Other uses such as using smart assistants on the phone to do the same commands or using them on a smart watch or even a device like a Google Home just seemed like nice little tech demos. On a successful attempt to get information from the assistant, it is more a “oh that’s nice” reaction. It is in part to the fact these assistants often have trouble with colloquial speech or context behind answers, resulting in exact commands still requiring to be the trigger. There are steps from the major players to improve this, but at the same time the market is fragmenting with everyone having voice assistant these days.

When it comes to Vector, with the ambition of Anki having that it is the first step to have homes move to having some form of smart robot as the core premise, this also seemed to ambitious to be true.

Which in the end like other smart assistants, there just didn’t seem to be the use case for it. I found Vector to be sitting flat on my desk under a pile of paper, usbs, mail and other crap accumulated over the months since purchasing it. There just never seemed a proper place to put it out of the way and have it constantly charged. While Vector would be a fun little robot out of the way and returning to the charge base when it needed charge and a more active personal approach to a smart assistant, it just ended up been another thing to be hidden away after using it. Just like the smart assistants on the phone or car or even the Google Home sitting in the kitchen shelf, it was a fun little tech demo while it lasted but never anything practical.

While now I use the Vector more like a fidget spinner for the modern age, poking and prodding and the various gears instead of using it as a voice assistant, there is a certain charm and direction that Vector was heading in which ideally would have been a benefit to how the technology integrates into human lives.

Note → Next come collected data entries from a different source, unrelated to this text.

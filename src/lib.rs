//! tincture converts colors between sRGB, HEX, HSL, HSV, OKLab and OKLCH,
//! parses and formats them as text, and provides the state controller behind
//! an interactive HSVA color picker.

#![deny(missing_docs)]

mod color;
mod config;
pub mod contrast;
mod convert;
mod error;
mod format;
pub mod harmony;
mod history;
pub mod input;
pub mod math;
pub mod models;
mod parse;
mod signal;
mod state;


pub use color::{ColorValue, Component, Components};
pub use config::{KeySteps, PickerConfig};
pub use contrast::{contrast_ratio, meets_contrast_ratio, relative_luminance, Level};
pub use error::{ConfigError, ParseColorError, ParseFormatError, ParseSchemeError};
pub use format::{format_color, Format};
pub use harmony::{harmony, Scheme};
pub use history::ColorHistory;
pub use input::{key_patch, pointer_patch, Control, Key, KeyPress, Position};
pub use models::{Hsl, Hsv, HsvPatch, Model, Oklab, Oklch, Srgb, SrgbLinear};
pub use parse::parse_color;
pub use signal::{Signal, Subscription};
pub use state::{ColorState, DragState};
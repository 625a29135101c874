//! The color state controller behind an interactive picker.
//!
//! [`ColorState`] owns one canonical [`Hsv`] color and the [`ColorValue`]
//! derived from it. Every accepted mutation replaces both and notifies the
//! `on_change` signal. The `on_change_complete` signal fires once per
//! logical edit: immediately for discrete edits, or once when a drag session
//! ends.
//!
//! ```rust
//! use tincture::{ColorState, HsvPatch};
//!
//! let mut state = ColorState::new("#ff0000");
//! state.start_drag();
//! state.update_from_hsv(HsvPatch::hue(120.0));
//! state.update_from_hsv(HsvPatch::hue(240.0));
//! assert!(state.end_drag());
//! assert!(!state.end_drag());
//! assert_eq!(state.value().hex, "#0000ff");
//! ```

use crate::{
    color::ColorValue,
    config::PickerConfig,
    models::{Hsv, HsvPatch},
    parse::parse_color,
    signal::Signal,
};

/// Whether a batch of live updates is in progress.
#[derive(Clone, Copy, Debug, Default, PartialEq, Eq)]
pub enum DragState {
    /// No drag session is active; updates are discrete edits.
    #[default]
    Idle,
    /// A drag session is active; updates are live previews.
    Dragging,
}

/// Owns the canonical color of a single picker.
#[derive(Debug)]
pub struct ColorState {
    hsv: Hsv,
    value: ColorValue,
    drag: DragState,
    on_change: Signal<ColorValue>,
    on_change_complete: Signal<ColorValue>,
}

impl ColorState {
    /// Create a state seeded from a color string. A seed that does not parse
    /// falls back to fully saturated red.
    pub fn new(seed: &str) -> Self {
        let (hsv, value) = match parse_color(seed) {
            Some(srgb) => {
                let value = ColorValue::from_srgb(srgb);
                (value.hsv, value)
            }
            None => {
                tracing::warn!(seed, "Seed color did not parse, starting on red");
                let hsv = Hsv::red();
                (hsv, ColorValue::from_srgb(hsv.to_srgb()))
            }
        };

        Self {
            hsv,
            value,
            drag: DragState::Idle,
            on_change: Signal::new(),
            on_change_complete: Signal::new(),
        }
    }

    /// Create a state seeded from the configured seed color.
    pub fn from_config(config: &PickerConfig) -> Self {
        Self::new(&config.seed)
    }

    /// The canonical color. It is normalized but never rounded.
    pub fn hsv(&self) -> Hsv {
        self.hsv
    }

    /// The most recently derived color value.
    pub fn value(&self) -> &ColorValue {
        &self.value
    }

    /// The current drag state.
    pub fn drag_state(&self) -> DragState {
        self.drag
    }

    /// Returns true while a drag session is active.
    pub fn is_dragging(&self) -> bool {
        self.drag == DragState::Dragging
    }

    /// Signal fired on every accepted mutation.
    pub fn on_change(&mut self) -> &mut Signal<ColorValue> {
        &mut self.on_change
    }

    /// Signal fired once per discrete edit or drag session.
    pub fn on_change_complete(&mut self) -> &mut Signal<ColorValue> {
        &mut self.on_change_complete
    }

    /// Merge a partial update into the canonical color. Axes missing from the
    /// patch are left untouched.
    ///
    /// During a drag session only `on_change` fires. Outside of one the
    /// update is a discrete edit and `on_change_complete` fires as well.
    pub fn update_from_hsv(&mut self, patch: HsvPatch) -> &ColorValue {
        self.hsv = patch.apply_to(&self.hsv);
        self.value = ColorValue::from_srgb(self.hsv.to_srgb());

        tracing::trace!(
            axes = ?patch.axes(),
            hex = %self.value.hex8,
            dragging = self.is_dragging(),
            "Applied hsv patch"
        );

        self.on_change.emit(&self.value);
        if !self.is_dragging() {
            self.on_change_complete.emit(&self.value);
        }

        &self.value
    }

    /// Replace the color with one parsed from `text`.
    ///
    /// Returns the new value, or `None` if the text is not a color. A failed
    /// parse changes nothing and notifies nobody.
    pub fn set_from_string(&mut self, text: &str) -> Option<ColorValue> {
        let Some(srgb) = parse_color(text) else {
            tracing::debug!(input = text, "Rejected color string");
            return None;
        };

        let value = ColorValue::from_srgb(srgb);
        self.hsv = value.hsv;
        self.value = value;

        tracing::debug!(input = text, hex = %self.value.hex8, "Accepted color string");

        self.on_change.emit(&self.value);
        self.on_change_complete.emit(&self.value);

        Some(self.value.clone())
    }

    /// Begin a drag session. Calling this while already dragging has no
    /// effect.
    pub fn start_drag(&mut self) {
        if self.is_dragging() {
            tracing::trace!("Drag already in progress");
            return;
        }
        self.drag = DragState::Dragging;
    }

    /// End the drag session and fire `on_change_complete` with the final
    /// value. Returns false, and fires nothing, if no session was active.
    pub fn end_drag(&mut self) -> bool {
        if !self.is_dragging() {
            return false;
        }
        self.drag = DragState::Idle;

        tracing::debug!(hex = %self.value.hex8, "Drag session completed");
        self.on_change_complete.emit(&self.value);

        true
    }
}

impl Default for ColorState {
    fn default() -> Self {
        Self::new("#000000")
    }
}
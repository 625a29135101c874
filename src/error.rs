//! Error types returned at the string and configuration boundaries.

use std::path::PathBuf;

/// A string did not match any of the supported color grammars.
#[derive(Debug, Clone, PartialEq, Eq, thiserror::Error)]
#[error("`{input}` is not a recognized color")]
pub struct ParseColorError {
    input: String,
}

impl ParseColorError {
    pub(crate) fn new(input: &str) -> Self {
        Self {
            input: input.to_owned(),
        }
    }

    /// The rejected input.
    pub fn input(&self) -> &str {
        &self.input
    }
}

/// A string did not name one of the supported output formats.
#[derive(Debug, Clone, PartialEq, Eq, thiserror::Error)]
#[error("unknown color format `{0}`")]
pub struct ParseFormatError(pub String);

/// A string did not name one of the supported harmony schemes.
#[derive(Debug, Clone, PartialEq, Eq, thiserror::Error)]
#[error("unknown harmony scheme `{0}`")]
pub struct ParseSchemeError(pub String);

/// Errors raised while loading a picker configuration.
#[derive(Debug, thiserror::Error)]
pub enum ConfigError {
    /// The configuration file could not be read.
    #[error("failed to read config {path}: {source}")]
    Io {
        /// Path of the configuration file.
        path: PathBuf,
        /// The underlying I/O failure.
        #[source]
        source: std::io::Error,
    },

    /// The configuration was not valid YAML for the expected shape.
    #[error("invalid config: {0}")]
    Yaml(#[from] serde_yaml::Error),

    /// The configured seed color could not be parsed.
    #[error("invalid seed color: {0}")]
    InvalidSeed(#[from] ParseColorError),

    /// History must keep at least one entry.
    #[error("history_capacity must be at least 1")]
    ZeroHistory,

    /// Keyboard steps must be positive and finite.
    #[error("keyboard step `{name}` must be positive, got {value}")]
    InvalidStep {
        /// The offending field.
        name: &'static str,
        /// The configured value.
        value: f64,
    },
}
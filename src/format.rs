//! Render a [`ColorValue`] as text.

use std::{fmt, str::FromStr};

use serde::{Deserialize, Serialize};

use crate::{color::ColorValue, error::ParseFormatError};

/// The textual formats a color can be rendered in.
#[derive(Clone, Copy, Debug, Default, PartialEq, Eq, Hash, Serialize, Deserialize)]
#[serde(rename_all = "lowercase")]
pub enum Format {
    /// `#rrggbb`
    #[default]
    Hex,
    /// `#rrggbbaa`
    Hex8,
    /// `rgb(r, g, b)`
    Rgb,
    /// `rgba(r, g, b, a)`
    Rgba,
    /// `hsl(h, s%, l%)`
    Hsl,
    /// `hsla(h, s%, l%, a)`
    Hsla,
    /// `hsv(h, s%, v%)`
    Hsv,
    /// `hsva(h, s%, v%, a)`
    Hsva,
    /// `oklab(L a b)`
    Oklab,
    /// `oklch(L% C h)`
    Oklch,
    /// `oklch(L% C h / a)`
    Oklcha,
}

impl Format {
    /// Every supported format.
    pub const ALL: [Format; 11] = [
        Format::Hex,
        Format::Hex8,
        Format::Rgb,
        Format::Rgba,
        Format::Hsl,
        Format::Hsla,
        Format::Hsv,
        Format::Hsva,
        Format::Oklab,
        Format::Oklch,
        Format::Oklcha,
    ];

    /// The lowercase name of the format.
    pub fn name(&self) -> &'static str {
        match self {
            Format::Hex => "hex",
            Format::Hex8 => "hex8",
            Format::Rgb => "rgb",
            Format::Rgba => "rgba",
            Format::Hsl => "hsl",
            Format::Hsla => "hsla",
            Format::Hsv => "hsv",
            Format::Hsva => "hsva",
            Format::Oklab => "oklab",
            Format::Oklch => "oklch",
            Format::Oklcha => "oklcha",
        }
    }

    /// Returns true if the format carries the alpha channel.
    pub fn has_alpha(&self) -> bool {
        matches!(
            self,
            Format::Hex8 | Format::Rgba | Format::Hsla | Format::Hsva | Format::Oklcha
        )
    }
}

impl fmt::Display for Format {
    fn fmt(&self, f: &mut fmt::Formatter<'_>) -> fmt::Result {
        f.pad(self.name())
    }
}

impl FromStr for Format {
    type Err = ParseFormatError;

    fn from_str(s: &str) -> Result<Self, Self::Err> {
        let name = s.trim().to_lowercase();
        Format::ALL
            .into_iter()
            .find(|format| format.name() == name)
            .ok_or_else(|| ParseFormatError(s.to_owned()))
    }
}

/// Render `color` in the given format.
///
/// Numbers print in their shortest form, so `25.0` renders as `25`. OKLCH is
/// the exception: lightness prints as a percentage with one decimal, chroma
/// with three and hue with one.
pub fn format_color(color: &ColorValue, format: Format) -> String {
    let ColorValue {
        rgb,
        hsl,
        hsv,
        oklab,
        oklch,
        ..
    } = color;

    match format {
        Format::Hex => color.hex.clone(),
        Format::Hex8 => color.hex8.clone(),
        Format::Rgb => format!("rgb({}, {}, {})", rgb.red, rgb.green, rgb.blue),
        Format::Rgba => format!(
            "rgba({}, {}, {}, {})",
            rgb.red, rgb.green, rgb.blue, rgb.alpha
        ),
        Format::Hsl => format!("hsl({}, {}%, {}%)", hsl.hue, hsl.saturation, hsl.lightness),
        Format::Hsla => format!(
            "hsla({}, {}%, {}%, {})",
            hsl.hue, hsl.saturation, hsl.lightness, hsl.alpha
        ),
        Format::Hsv => format!("hsv({}, {}%, {}%)", hsv.hue, hsv.saturation, hsv.value),
        Format::Hsva => format!(
            "hsva({}, {}%, {}%, {})",
            hsv.hue, hsv.saturation, hsv.value, hsv.alpha
        ),
        Format::Oklab => format!("oklab({} {} {})", oklab.lightness, oklab.a, oklab.b),
        Format::Oklch => format!(
            "oklch({:.1}% {:.3} {:.1})",
            oklch.lightness * 100.0,
            oklch.chroma,
            oklch.hue
        ),
        Format::Oklcha => format!(
            "oklch({:.1}% {:.3} {:.1} / {})",
            oklch.lightness * 100.0,
            oklch.chroma,
            oklch.hue,
            oklch.alpha
        ),
    }
}
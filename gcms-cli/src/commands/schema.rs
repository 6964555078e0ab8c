//! Schema provisioning commands

use anyhow::{Context, Result};
use clap::{Parser, Subcommand};
use gcms_db::{SchemaProvisioner, SeedOutcome};

use super::{connect, DatabaseArgs};

#[derive(Parser, Debug)]
pub struct SchemaArgs {
    #[command(subcommand)]
    pub command: SchemaCommands,

    #[command(flatten)]
    pub db: DatabaseArgs,
}

#[derive(Subcommand, Debug)]
pub enum SchemaCommands {
    /// Create any missing tables and indexes (safe to re-run)
    Ensure,
    /// Insert the sample community if the organisation table is empty
    Seed,
}

pub async fn run_schema(args: SchemaArgs) -> Result<()> {
    let executor = connect(&args.db)?;
    let provisioner = SchemaProvisioner::new(executor.clone());

    let result = match args.command {
        SchemaCommands::Ensure => ensure(&provisioner).await,
        SchemaCommands::Seed => seed(&provisioner).await,
    };
    executor.pool().close().await;
    result
}

async fn ensure(provisioner: &SchemaProvisioner) -> Result<()> {
    let report = provisioner
        .ensure_schema()
        .await
        .context("Schema provisioning failed")?;

    println!("Tables ({}):", report.tables.len());
    for table in &report.tables {
        println!("  {table}");
    }
    println!("Indexes ({}):", report.indexes.len());
    for index in &report.indexes {
        println!("  {index}");
    }
    Ok(())
}

async fn seed(provisioner: &SchemaProvisioner) -> Result<()> {
    match provisioner
        .seed_sample_data()
        .await
        .context("Seeding sample data failed")?
    {
        SeedOutcome::Seeded => println!("Sample data added"),
        SeedOutcome::AlreadyPresent => println!("Sample data already exists - no changes made"),
    }
    Ok(())
}
//! Schema provisioning
//!
//! Tables are declared parent-first so every `REFERENCES` target exists
//! before the table that points at it. All DDL uses `IF NOT EXISTS`, so
//! [`SchemaProvisioner::ensure_schema`] can be re-run at any time; after a
//! partial failure, re-running picks up where the last run stopped.

use serde::Serialize;
use tracing::{debug, info, warn};

use crate::error::{DbError, Result};
use crate::executor::QueryExecutor;
use crate::value::Row;

/// A table and the tables its foreign keys point at
#[derive(Debug, Clone, Copy)]
pub struct TableDef {
    pub name: &'static str,
    pub references: &'static [&'static str],
    pub ddl: &'static str,
}

#[derive(Debug, Clone, Copy)]
pub struct IndexDef {
    pub name: &'static str,
    pub table: &'static str,
    pub ddl: &'static str,
}
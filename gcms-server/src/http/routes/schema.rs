//! Schema provisioning and sample data endpoints
//!
//! Both accept GET for parity with the browser-driven setup flow.

use std::sync::Arc;

use axum::extract::State;
use axum::{routing::get, Json, Router};
use gcms_db::SeedOutcome;
use serde_json::{json, Value};

use crate::http::error::ApiError;
use crate::http::server::AppState;

/// GET|POST /api/create-tables
async fn create_tables(State(state): State<Arc<AppState>>) -> Result<Json<Value>, ApiError> {
    let report = state.provisioner.ensure_schema().await?;

    Ok(Json(json!({
        "success": true,
        "message": "All database tables created successfully!",
        "tables": report.tables,
        "indexes": report.indexes,
        "note": "Run /api/verify-db to confirm all tables exist",
    })))
}

/// GET|POST /api/seed-data
async fn seed_data(State(state): State<Arc<AppState>>) -> Result<Json<Value>, ApiError> {
    let body = match state.provisioner.seed_sample_data().await? {
        SeedOutcome::Seeded => json!({
            "success": true,
            "message": "Sample data added successfully!",
            "note": "Check /api/verify-db to see updated counts",
        }),
        SeedOutcome::AlreadyPresent => json!({
            "success": true,
            "message": "Sample data already exists - no changes made",
        }),
    };
    Ok(Json(body))
}

pub fn router() -> Router<Arc<AppState>> {
    Router::new()
        .route("/create-tables", get(create_tables).post(create_tables))
        .route("/seed-data", get(seed_data).post(seed_data))
}
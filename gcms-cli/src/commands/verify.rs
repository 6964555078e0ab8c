//! Schema verification command

use anyhow::{Context, Result};
use clap::Parser;
use gcms_db::SchemaProvisioner;

use super::{connect, DatabaseArgs};

#[derive(Parser, Debug)]
pub struct VerifyArgs {
    /// Print the report as JSON
    #[arg(long)]
    pub json: bool,

    #[command(flatten)]
    pub db: DatabaseArgs,
}

pub async fn run_verify(args: VerifyArgs) -> Result<()> {
    let executor = connect(&args.db)?;
    let report = SchemaProvisioner::new(executor.clone()).verify_schema().await;
    executor.pool().close().await;
    let report = report.context("Schema verification failed")?;

    if args.json {
        println!("{}", serde_json::to_string_pretty(&report)?);
        return Ok(());
    }

    println!(
        "database: {}  user: {}",
        report.database.as_deref().unwrap_or("-"),
        report.user.as_deref().unwrap_or("-")
    );
    for table in &report.tables {
        match (table.exists, table.record_count) {
            (true, Some(count)) => println!("  {:<22} {count:>8} rows", table.name),
            _ => println!(
                "  {:<22} missing ({})",
                table.name,
                table.error.as_deref().unwrap_or("unknown error")
            ),
        }
    }
    println!(
        "{}/{} tables present, {} records",
        report.summary.existing_tables, report.summary.total_tables, report.summary.total_records
    );
    Ok(())
}
//! In-memory connector for tests
//!
//! [`FakeConnector`] hands out connections that answer from scripted
//! responses and keep a tiny catalog of objects created with
//! `CREATE ... IF NOT EXISTS`. Failures can be queued per query or per
//! connect, and [`FakeState::sever_all`] breaks every open connection the
//! way a server restart would. Like a real socket, a severed connection
//! only notices on its next query or ping.
//!
//! Enabled for this crate's own tests and, through the `testing` feature,
//! for dependents.

use std::collections::{BTreeSet, HashMap, VecDeque};
use std::sync::atomic::{AtomicU64, AtomicUsize, Ordering};
use std::sync::{Arc, Mutex, MutexGuard, PoisonError};
use std::time::Duration;

use async_trait::async_trait;
use serde_json::json;

use crate::connection::{Connection, Connector};
use crate::error::{DbError, Result, TransientKind};
use crate::value::{Row, SqlValue};

#[derive(Default)]
struct Script {
    connect_failures: VecDeque<DbError>,
    query_failures: VecDeque<DbError>,
    responders: Vec<(String, Vec<Row>)>,
    fail_on: HashMap<String, DbError>,
    catalog: BTreeSet<String>,
    statements: Vec<String>,
    connect_delay: Option<Duration>,
    query_delay: Option<Duration>,
}

/// Shared script and counters behind a [`FakeConnector`]
#[derive(Default)]
pub struct FakeState {
    script: Mutex<Script>,
    connects: AtomicUsize,
    queries: AtomicUsize,
    live: AtomicUsize,
    generation: AtomicU64,
}

impl FakeState {
    fn script(&self) -> MutexGuard<'_, Script> {
        self.script.lock().unwrap_or_else(PoisonError::into_inner)
    }

    /// Fail the next `connect` with `err`
    pub fn fail_next_connect(&self, err: DbError) {
        self.script().connect_failures.push_back(err);
    }

    /// Fail the next query (on any connection) with `err`
    pub fn fail_next_query(&self, err: DbError) {
        self.script().query_failures.push_back(err);
    }

    /// Fail the next `n` queries with a connection reset
    pub fn fail_next_queries_transient(&self, n: usize) {
        for _ in 0..n {
            self.fail_next_query(reset_error());
        }
    }

    /// Fail DDL for, or inserts into, `object` until cleared
    pub fn fail_on(&self, object: &str, err: DbError) {
        self.script().fail_on.insert(object.to_owned(), err);
    }

    pub fn clear_fail_on(&self, object: &str) {
        self.script().fail_on.remove(object);
    }

    /// Answer queries containing `pattern` with `rows`
    pub fn on_query(&self, pattern: &str, rows: Vec<Row>) {
        self.script().responders.push((pattern.to_owned(), rows));
    }

    pub fn set_connect_delay(&self, delay: Option<Duration>) {
        self.script().connect_delay = delay;
    }

    pub fn set_query_delay(&self, delay: Option<Duration>) {
        self.script().query_delay = delay;
    }

    /// Break every connection opened so far. Nothing reports broken until
    /// the connection is next used.
    pub fn sever_all(&self) {
        self.generation.fetch_add(1, Ordering::AcqRel);
    }

    pub fn connects(&self) -> usize {
        self.connects.load(Ordering::Acquire)
    }

    pub fn queries(&self) -> usize {
        self.queries.load(Ordering::Acquire)
    }

    /// Connections opened and not yet closed or dropped
    pub fn live_connections(&self) -> usize {
        self.live.load(Ordering::Acquire)
    }

    /// Objects created so far, in name order
    pub fn catalog(&self) -> Vec<String> {
        self.script().catalog.iter().cloned().collect()
    }

    pub fn has_object(&self, name: &str) -> bool {
        self.script().catalog.contains(name)
    }

    /// Every statement received, trimmed
    pub fn statements(&self) -> Vec<String> {
        self.script().statements.clone()
    }

    /// How many received statements start with `prefix`
    pub fn count_statements(&self, prefix: &str) -> usize {
        self.script()
            .statements
            .iter()
            .filter(|s| s.starts_with(prefix))
            .count()
    }

    fn respond(&self, sql: &str) -> Result<Vec<Row>> {
        let mut script = self.script();
        let statement = sql.trim().to_owned();
        script.statements.push(statement.clone());

        if let Some(err) = script.query_failures.pop_front() {
            return Err(err);
        }

        if let Some(object) = created_object(&statement) {
            if let Some(err) = script.fail_on.get(&object) {
                return Err(err.clone());
            }
            script.catalog.insert(object);
            return Ok(Vec::new());
        }

        if let Some(table) = inserted_table(&statement) {
            if let Some(err) = script.fail_on.get(&table) {
                return Err(err.clone());
            }
        }

        if let Some((_, rows)) = script
            .responders
            .iter()
            .rev()
            .find(|(pattern, _)| statement.contains(pattern.as_str()))
        {
            return Ok(rows.clone());
        }

        if let Some(table) = counted_table(&statement) {
            if !script.catalog.contains(&table) {
                return Err(DbError::Fatal {
                    code: Some("42P01".into()),
                    message: format!("relation \"{table}\" does not exist"),
                    detail: None,
                });
            }
            return Ok(vec![row(json!({ "count": 0 }))]);
        }

        Ok(vec![row(json!({ "?column?": 1 }))])
    }
}

/// Connector backed by a shared [`FakeState`]
#[derive(Clone, Default)]
pub struct FakeConnector {
    state: Arc<FakeState>,
}

impl FakeConnector {
    pub fn new() -> Self {
        Self::default()
    }

    pub fn state(&self) -> Arc<FakeState> {
        Arc::clone(&self.state)
    }
}

#[async_trait]
impl Connector for FakeConnector {
    async fn connect(&self) -> Result<Box<dyn Connection>> {
        let (failure, delay) = {
            let mut script = self.state.script();
            (script.connect_failures.pop_front(), script.connect_delay)
        };
        if let Some(delay) = delay {
            tokio::time::sleep(delay).await;
        }
        if let Some(err) = failure {
            return Err(err);
        }

        self.state.connects.fetch_add(1, Ordering::AcqRel);
        self.state.live.fetch_add(1, Ordering::AcqRel);
        Ok(Box::new(FakeConnection {
            state: Arc::clone(&self.state),
            generation: self.state.generation.load(Ordering::Acquire),
            broken: false,
        }))
    }
}

struct FakeConnection {
    state: Arc<FakeState>,
    generation: u64,
    broken: bool,
}

impl FakeConnection {
    fn severed(&self) -> bool {
        self.generation < self.state.generation.load(Ordering::Acquire)
    }
}

#[async_trait]
impl Connection for FakeConnection {
    async fn query(&mut self, sql: &str, _params: &[SqlValue]) -> Result<Vec<Row>> {
        self.state.queries.fetch_add(1, Ordering::AcqRel);
        let delay = self.state.script().query_delay;
        if let Some(delay) = delay {
            tokio::time::sleep(delay).await;
        }

        if self.broken || self.severed() {
            self.broken = true;
            return Err(terminated_error());
        }
        let result = self.state.respond(sql);
        if matches!(&result, Err(err) if err.is_transient()) {
            self.broken = true;
        }
        result
    }

    async fn ping(&mut self) -> Result<()> {
        if self.broken || self.severed() {
            self.broken = true;
            return Err(terminated_error());
        }
        Ok(())
    }

    fn is_broken(&self) -> bool {
        self.broken
    }

    async fn close(self: Box<Self>) {}
}

impl Drop for FakeConnection {
    fn drop(&mut self) {
        self.state.live.fetch_sub(1, Ordering::AcqRel);
    }
}

/// A connection reset, as raised by a dropped socket
pub fn reset_error() -> DbError {
    DbError::Transient {
        kind: TransientKind::ConnectionReset,
        code: Some("ECONNRESET".into()),
        message: "read ECONNRESET".into(),
    }
}

pub fn terminated_error() -> DbError {
    DbError::transient(
        TransientKind::ConnectionTerminated,
        "Connection terminated unexpectedly",
    )
}

/// Build a row from a JSON object literal; panics on anything else.
pub fn row(value: serde_json::Value) -> Row {
    match value {
        serde_json::Value::Object(map) => map,
        other => panic!("row must be a JSON object, got {other}"),
    }
}

fn created_object(sql: &str) -> Option<String> {
    let rest = sql
        .strip_prefix("CREATE TABLE IF NOT EXISTS ")
        .or_else(|| sql.strip_prefix("CREATE INDEX IF NOT EXISTS "))?;
    let name: String = rest
        .chars()
        .take_while(|c| c.is_ascii_alphanumeric() || *c == '_')
        .collect();
    (!name.is_empty()).then_some(name)
}

fn inserted_table(sql: &str) -> Option<String> {
    let rest = sql.strip_prefix("INSERT INTO ")?;
    let name: String = rest
        .chars()
        .take_while(|c| c.is_ascii_alphanumeric() || *c == '_')
        .collect();
    (!name.is_empty()).then_some(name)
}

fn counted_table(sql: &str) -> Option<String> {
    let (_, rest) = sql.split_once("COUNT(*) AS count FROM ")?;
    let name: String = rest
        .chars()
        .take_while(|c| c.is_ascii_alphanumeric() || *c == '_')
        .collect();
    (!name.is_empty()).then_some(name)
}

#[cfg(test)]
mod tests {
    use super::*;

    #[test]
    fn parses_created_object_names() {
        assert_eq!(
            created_object("CREATE TABLE IF NOT EXISTS plots (\n id SERIAL)").as_deref(),
            Some("plots")
        );
        assert_eq!(
            created_object("CREATE INDEX IF NOT EXISTS idx_a ON a(b)").as_deref(),
            Some("idx_a")
        );
        assert_eq!(created_object("SELECT 1"), None);
    }

    #[test]
    fn parses_inserted_table() {
        assert_eq!(
            inserted_table("INSERT INTO streets (org_id) VALUES (1)").as_deref(),
            Some("streets")
        );
        assert_eq!(inserted_table("SELECT 1"), None);
    }

    #[test]
    fn parses_counted_table() {
        assert_eq!(
            counted_table("SELECT COUNT(*) AS count FROM residents").as_deref(),
            Some("residents")
        );
    }
}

Of course, if Vector was turned on he would have been mad at how I was treating him, he had that certain personality that was on the start to humanise robotics. Mechanically the way Vector twitched and moved certainly was on a new level compared to a static device. Despite not finding a place for Vector, I could see a potential future use case which a Vector like device could be located on a coffee table, or other communal area in a way that the device would become the centre of attention. The problem is however is Vector is a concept to early for its time, it is like experiencing VR in the 90s in terms of the many years behind the technology is. Most importantly it is also behind from a consumer perspective, voice assistants are slowly teaching humans to talk to a smart assistant, but the problem lies in the personality of the assistants and how we are still in the uncanny valley and will be for a long time with this technology. At a certain point however, there will be a time where an upcoming generation will grow up in a family with a robot in the home that can be engaged on a more personal level.

Adults see robotics as assistants or computing devices, a child would want a robot which would be able to engage with them both from an education level and a creative level. It is when a device has the personality to do both, and robots are more of a common place in our home that we will appreciate the devices more. Until then we are on the bumpy path of robotics which don’t connect with us and we are unable to connect back on spiritual level.

Ultimately Anki paved the way towards this path with Vector, despite my complaints on it not been able to integrate with my environment. The device was receiving countless updates to the phone application and itself which enhanced what the base Vector could do without enabling Alexa over the top of Vector. It was on par with a tick a box on what it could do however, with it doing the usual things such as weather, sport, jokes, random facts. However, it also had fun things such as games, blackjack was my personal favourite. There were even silly little things like commands for happy new year which displayed fireworks on Vectors display.

These things made the time I did spend with Vector worth it, and the build quality was also good. So I’m not overly disappointed with the device, just the simple realisation that neither me, or you are ready for a robot. The technology as well is simply just not ready either.